Lahore, 7 April. In a fact-finding report released earlier, the Human Rights Commission of Pakistan (HRCP) has expressed serious concerns as to the environmental as well as human rights implications of the much-vaunted Ravi Riverfront Urban Development Project (RUDP).
Based on consultations with civil society, including environmental activists and experts, and field visits to several villages affected by the land acquisition being carried out under the project, HRCP has reason to conclude that—contrary to the Punjab government’s claims—the RUDP will neither help provide affordable housing to the needy nor protect the local environment. In fact, the project is likely to render homeless hundreds of poor farmers and their families who rely on agricultural production to survive.
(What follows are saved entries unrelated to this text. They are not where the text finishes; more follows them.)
use std::time::Duration;

use alloy_primitives::{Address, Bytes};
use async_trait::async_trait;
use serde_json::Value;

use crate::error::{PollError, Result};
use crate::infra::config::PollConfig;
use crate::types;

/// Read-only JSON-RPC transport for one chain.
#[async_trait]
pub trait Provider: Send + Sync {
    fn chain_id(&self) -> u64;

    /// `eth_call` against `target` at the latest block. Any failure to reach
    /// the node or get a result is a `Transport` error.
    async fn call(&self, target: Address, data: Bytes) -> Result<Bytes>;
}

#[derive(Clone)]
pub struct JsonRpcProvider {
    url: String,
    chain_id: u64,
    max_retries: u8,
    timeout: Duration,
    http: reqwest::Client,
}

impl JsonRpcProvider {
    pub fn new(url: &str, chain_id: u64, config: &PollConfig) -> Self {
        Self {
            url: url.trim().to_string(),
            chain_id,
            max_retries: config.rpc_max_retries.max(1),
            timeout: config.rpc_timeout(),
            http: reqwest::Client::new(),
        }
    }

    /// Asks the node for its chain id instead of trusting the caller.
    pub async fn detect(url: &str, config: &PollConfig) -> Result<Self> {
        let mut provider = Self::new(url, 0, config);
        provider.chain_id = provider.eth_chain_id().await?;
        Ok(provider)
    }

    /// Builds a provider from `env_var` (e.g. `ETHEREUM_RPC_URL`); `None` when unset or blank.
    pub fn from_env(env_var: &str, chain_id: u64, config: &PollConfig) -> Option<Self> {
        let url = std::env::var(env_var).ok()?;
        if url.trim().is_empty() {
            return None;
        }
        Some(Self::new(&url, chain_id, config))
    }

    pub async fn request(&self, method: &str, params: Value) -> Result<Value> {
        let payload = serde_json::json!({
            "jsonrpc": "2.0",
            "id": 1,
            "method": method,
            "params": params
        });

        let mut last_err: Option<PollError> = None;
        for attempt in 1..=self.max_retries {
            match self.send_with_timeout(&payload).await {
                Ok(v) => return Ok(v),
                Err(err) => {
                    log::warn!(
                        "RPC {} attempt {}/{} failed on chain {}: {}",
                        method,
                        attempt,
                        self.max_retries,
                        self.chain_id,
                        err
                    );
                    last_err = Some(err);
                }
            }
        }

        Err(last_err.unwrap_or_else(|| PollError::transport("RPC retries exhausted")))
    }

    async fn send_with_timeout(&self, payload: &Value) -> Result<Value> {
        match tokio::time::timeout(self.timeout, self.send(payload)).await {
            Ok(out) => out,
            Err(_elapsed) => Err(PollError::transport(format!(
                "RPC timeout after {}ms",
                self.timeout.as_millis()
            ))),
        }
    }

    async fn send(&self, payload: &Value) -> Result<Value> {
        let resp = self
            .http
            .post(&self.url)
            .json(payload)
            .send()
            .await
            .map_err(|err| PollError::transport(err.to_string()))?;

        let status = resp.status();
        if !status.is_success() {
            return Err(PollError::transport(format!("HTTP {status}")));
        }

        let value: Value = resp
            .json()
            .await
            .map_err(|err| PollError::transport(err.to_string()))?;
        parse_rpc_response(value)
    }

    pub async fn eth_call(&self, to: Address, data: &[u8]) -> Result<Vec<u8>> {
        let result = self
            .request(
                "eth_call",
                serde_json::json!([
                    { "to": to.to_string(), "data": types::bytes_to_hex0x(data) },
                    "latest"
                ]),
            )
            .await?;
        let output = result
            .as_str()
            .ok_or_else(|| PollError::transport("eth_call result is not a string"))?;
        types::hex0x_to_bytes(output).map_err(|err| PollError::transport(err.to_string()))
    }

    pub async fn eth_chain_id(&self) -> Result<u64> {
        let result = self.request("eth_chainId", serde_json::json!([])).await?;
        let raw = result
            .as_str()
            .ok_or_else(|| PollError::transport("eth_chainId result is not a string"))?;
        let id = types::parse_u256_hex(raw)?;
        u64::try_from(id).map_err(|_| PollError::transport(format!("Chain id out of range: {raw}")))
    }
}

#[async_trait]
impl Provider for JsonRpcProvider {
    fn chain_id(&self) -> u64 {
        self.chain_id
    }

    async fn call(&self, target: Address, data: Bytes) -> Result<Bytes> {
        self.eth_call(target, &data).await.map(Bytes::from)
    }
}

fn parse_rpc_response(value: Value) -> Result<Value> {
    if let Some(err) = value.get("error") {
        let message = err
            .get("message")
            .and_then(|v| v.as_str())
            .unwrap_or("Unknown RPC error");
        let code = err.get("code").and_then(|v| v.as_i64());
        return Err(PollError::transport(match code {
            Some(code) => format!("{message} (code {code})"),
            None => message.to_string(),
        }));
    }

    value
        .get("result")
        .cloned()
        .ok_or_else(|| PollError::transport("Missing RPC result"))
}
The opaque nature of the project, and the fact that it has involved top-down decision making, has rightly been criticised by civil society and environmental experts alike.
In addition, the project’s environmental impact assessment (EIA) is flawed on numerous counts, not least of which are poor levels of stakeholder consultation, vague commitments on how noise, water and air pollution levels will be controlled, and lack of attention to cheaper alternatives to cleaning the water body.
The report states that the Ravi Urban Development Authority has completely disregarded the human cost of its project to local farmers and failed to present sustainable alternatives to their relocation and loss of livelihood. Instead of ensuring greater inclusiveness by involving locals, the government is attempting to strong-arm farmers into selling their lands by involving the army-run Frontier Works Organisation in development work and deploying police to the area as a harassment tool. Many of these concerns have not, moreover, received the media attention they clearly warrant.
HRCP demands that all development work in the area be halted, including land acquisition, until the project’s EIA is revised, with input from all stakeholders—including landowners—and compensation issues settled satisfactorily. Importantly, no forcible occupation of land should take place and no pressure tactics employed to buy land.